To give you an actual idea of configuration you will minimally need to do this in cloud.
A. If you choose to use mapping-based method like salmon (or kallisto) which uses transcriptome sequence
For salmon (probably similar for kalisto) There are two ways to do the alignment. One to just transcriptome. For that will need ~4 GB of RAM for each sample. It is generally recommended that you include genome-decoys so that bumps the memory requirement up to ~20G RAM for human/mouse genomes. This is for 1 sample. If you want to run multiple samples in parallel then you will need to multiple this requirement by number of samples you want to run in parallel.
B. Using an aligner like STAR or bbmap with genome sequence.

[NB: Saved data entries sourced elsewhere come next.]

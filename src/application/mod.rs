pub mod filesystem;
pub mod filter;
pub mod headless;
pub mod palette;
pub mod runtime;
pub mod sessions;
//! Actuator policy: detected classes -> one mutually exclusive output signal.

use serde::{Deserialize, Serialize};
use std::collections::BTreeSet;
use std::fmt;

use super::ClassLabel;

/// Output state of the warning actuator.
///
/// Each signal other than `None` has its own output pin, and at most one pin is high.
#[derive(Debug, Clone, Copy, PartialEq, Eq, Hash, Default, Serialize, Deserialize)]
#[serde(rename_all = "snake_case")]
pub enum ActuatorSignal {
    /// All pins low
    #[default]
    None,
    /// Only a forklift is in view
    Forklift,
    /// Only a person is in view
    Person,
    /// Forklift and person share the frame (danger)
    Both,
}

impl ActuatorSignal {
    /// Whether this signal marks the danger condition that drives recording.
    pub fn is_danger(&self) -> bool {
        matches!(self, ActuatorSignal::Both)
    }
}

impl fmt::Display for ActuatorSignal {
    fn fmt(&self, f: &mut fmt::Formatter<'_>) -> fmt::Result {
        let name = match self {
            ActuatorSignal::None => "none",
            ActuatorSignal::Forklift => "forklift",
            ActuatorSignal::Person => "person",
            ActuatorSignal::Both => "both",
        };
        f.write_str(name)
    }
}

/// Map the set of classes seen in one frame to the actuator signal.
///
/// `Both` is checked first; `Driver` does not participate.
pub fn signal(detected: &BTreeSet<ClassLabel>) -> ActuatorSignal {
    let forklift = detected.contains(&ClassLabel::Forklift);
    let person = detected.contains(&ClassLabel::Person);
    match (forklift, person) {
        (true, true) => ActuatorSignal::Both,
        (true, false) => ActuatorSignal::Forklift,
        (false, true) => ActuatorSignal::Person,
        (false, false) => ActuatorSignal::None,
    }
}
//! Recording container writers.
//!
//! The core never encodes video itself. It asks a [`VideoWriterFactory`] for a
//! [`FrameWriter`] bound to a file and appends frames to it. [`RawVideoWriter`] is the
//! built-in container: a small header followed by timestamped raw frames.

use anyhow::{Context, Result};
use std::fs::File;
use std::io::{BufWriter, Write};
use std::path::Path;

use crate::hardware::Frame;

/// Appends frames to one open recording file.
pub trait FrameWriter: Send {
    /// Append one frame
    fn write_frame(&mut self, frame: &Frame) -> Result<()>;

    /// Flush buffered data and close the file
    fn finish(self: Box<Self>) -> Result<()>;
}

/// Opens recording files.
pub trait VideoWriterFactory: Send + Sync {
    /// Create a writer for `path` sized for `width` x `height` frames at `fps`
    fn create(&self, path: &Path, fps: u32, width: u32, height: u32) -> Result<Box<dyn FrameWriter>>;
}

/// Magic bytes opening every raw recording.
pub const RAW_MAGIC: &[u8; 4] = b"ESRV";
const RAW_VERSION: u8 = 1;

/// Writer for the raw container format.
///
/// Layout (little endian): magic, version `u8`, width `u32`, height `u32`, fps `u32`,
/// then per frame: capture time in unix milliseconds `i64`, channels `u8`, payload
/// length `u32`, payload. Frames of a different size are resampled to the header size.
pub struct RawVideoWriter {
    out: BufWriter<File>,
    width: u32,
    height: u32,
}

impl RawVideoWriter {
    /// Create `path` and write the header
    pub fn create(path: &Path, fps: u32, width: u32, height: u32) -> Result<Self> {
        let file = File::create(path)
            .with_context(|| format!("Failed to create recording {}", path.display()))?;
        let mut out = BufWriter::new(file);
        out.write_all(RAW_MAGIC)?;
        out.write_all(&[RAW_VERSION])?;
        out.write_all(&width.to_le_bytes())?;
        out.write_all(&height.to_le_bytes())?;
        out.write_all(&fps.to_le_bytes())?;
        Ok(Self { out, width, height })
    }
}

impl FrameWriter for RawVideoWriter {
    fn write_frame(&mut self, frame: &Frame) -> Result<()> {
        let resized;
        let frame = if frame.width == self.width && frame.height == self.height {
            frame
        } else {
            resized = frame.resized(self.width, self.height);
            &resized
        };

        let len = u32::try_from(frame.data.len()).context("Frame too large for container")?;
        self.out
            .write_all(&frame.captured_at.timestamp_millis().to_le_bytes())?;
        self.out.write_all(&[frame.channels])?;
        self.out.write_all(&len.to_le_bytes())?;
        self.out.write_all(&frame.data)?;
        Ok(())
    }

    fn finish(self: Box<Self>) -> Result<()> {
        let file = self
            .out
            .into_inner()
            .map_err(|e| anyhow::anyhow!("Failed to flush recording: {}", e.error()))?;
        file.sync_all()?;
        Ok(())
    }
}

/// Factory producing [`RawVideoWriter`]s.
#[derive(Debug, Default, Clone, Copy)]
pub struct RawVideoWriterFactory;

impl VideoWriterFactory for RawVideoWriterFactory {
    fn create(&self, path: &Path, fps: u32, width: u32, height: u32) -> Result<Box<dyn FrameWriter>> {
        Ok(Box::new(RawVideoWriter::create(path, fps, width, height)?))
    }
}
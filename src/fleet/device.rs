//! Roster entries and their connection state.

use std::fmt;
use std::sync::{Arc, Mutex, MutexGuard};

use super::address::DeviceAddress;
use super::connection::DeviceConnection;

/// Connection state of one device.
#[derive(Clone)]
pub enum ConnectionState {
    /// No connection and no attempt in flight.
    Disconnected,
    /// A connect attempt is in flight; no second attempt may start.
    Connecting,
    /// A live connection.
    Connected(Arc<DeviceConnection>),
}

/// Payload-free view of [`ConnectionState`].
#[derive(Debug, Clone, Copy, PartialEq, Eq)]
pub enum ConnectionStatus {
    /// Waiting for the next scan
    Disconnected,
    /// Attempt in flight
    Connecting,
    /// Usable
    Connected,
}

impl fmt::Display for ConnectionStatus {
    fn fmt(&self, f: &mut fmt::Formatter<'_>) -> fmt::Result {
        f.write_str(match self {
            ConnectionStatus::Disconnected => "disconnected",
            ConnectionStatus::Connecting => "connecting",
            ConnectionStatus::Connected => "connected",
        })
    }
}

/// One configured device. Created at start-up, never removed.
pub struct DeviceRecord {
    name: String,
    address: DeviceAddress,
    state: Mutex<ConnectionState>,
}

impl DeviceRecord {
    /// New record, starting `Disconnected`.
    pub fn new(name: impl Into<String>, address: DeviceAddress) -> Self {
        Self {
            name: name.into(),
            address,
            state: Mutex::new(ConnectionState::Disconnected),
        }
    }

    pub fn name(&self) -> &str {
        &self.name
    }

    pub fn address(&self) -> &DeviceAddress {
        &self.address
    }

    /// Current state without the connection handle.
    pub fn status(&self) -> ConnectionStatus {
        match *self.lock() {
            ConnectionState::Disconnected => ConnectionStatus::Disconnected,
            ConnectionState::Connecting => ConnectionStatus::Connecting,
            ConnectionState::Connected(_) => ConnectionStatus::Connected,
        }
    }

    /// The live connection, if any.
    pub fn connection(&self) -> Option<Arc<DeviceConnection>> {
        match &*self.lock() {
            ConnectionState::Connected(conn) => Some(conn.clone()),
            _ => None,
        }
    }

    /// Move `Disconnected` to `Connecting` and hand out the attempt guard.
    ///
    /// Returns `None` if the device is already connected or connecting.
    pub fn begin_connect(self: &Arc<Self>) -> Option<ConnectAttempt> {
        let mut state = self.lock();
        match *state {
            ConnectionState::Disconnected => {
                *state = ConnectionState::Connecting;
                Some(ConnectAttempt {
                    record: Arc::clone(self),
                    finished: false,
                })
            }
            ConnectionState::Connecting | ConnectionState::Connected(_) => None,
        }
    }

    /// Drop back to `Disconnected` if the record still holds connection `id`.
    pub fn release_connection(&self, id: u64) -> bool {
        let mut state = self.lock();
        match &*state {
            ConnectionState::Connected(conn) if conn.id() == id => {
                *state = ConnectionState::Disconnected;
                true
            }
            _ => false,
        }
    }

    /// Take the live connection out of the record, leaving it `Disconnected`.
    pub fn take_connection(&self) -> Option<Arc<DeviceConnection>> {
        let mut state = self.lock();
        match std::mem::replace(&mut *state, ConnectionState::Disconnected) {
            ConnectionState::Connected(conn) => Some(conn),
            other => {
                *state = other;
                None
            }
        }
    }

    fn lock(&self) -> MutexGuard<'_, ConnectionState> {
        // state transitions never panic midway, so a poisoned lock still holds a valid state
        self.state.lock().unwrap_or_else(|poisoned| poisoned.into_inner())
    }
}

/// An in-flight connect attempt.
///
/// Dropping the guard without [`ConnectAttempt::complete`] returns the record to
/// `Disconnected`, whatever way the attempt ended.
pub struct ConnectAttempt {
    record: Arc<DeviceRecord>,
    finished: bool,
}

impl ConnectAttempt {
    /// The record being connected.
    pub fn record(&self) -> &Arc<DeviceRecord> {
        &self.record
    }

    /// Install the new connection.
    pub fn complete(mut self, conn: Arc<DeviceConnection>) {
        *self.record.lock() = ConnectionState::Connected(conn);
        self.finished = true;
    }
}

impl Drop for ConnectAttempt {
    fn drop(&mut self) {
        if self.finished {
            return;
        }
        let mut state = self.record.lock();
        if matches!(*state, ConnectionState::Connecting) {
            *state = ConnectionState::Disconnected;
        }
    }
}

You will need about 40G of RAM to do create genome indexes/do alignments. This requirement is for one sample. (note: subread aligner can work in ~8 G of RAM but that may be the only splice-aware aligner that can).
For either method you will need cloud disk storage. 200G will be taken up by your data plus some space for programs you need. You will need space for temporary files/genome indexes/output results. Figure on having at least one TB available. There are charges to move data into and out of the cloud so keep that in mind. You will want to have at least 8 cores available.
If you have never used cloud before then it will take some time to familiarize yourself with everything, so that will add time/cost. There are calculators on AWS/Google that can allow you to estimate costs but use them as a rough guide.
Note: If you have a reasonably new laptop with 8 (preferably 16G) of RAM you may be able to do the analysis (at your pace) locally. That would save the money for cloud expense as others have noted.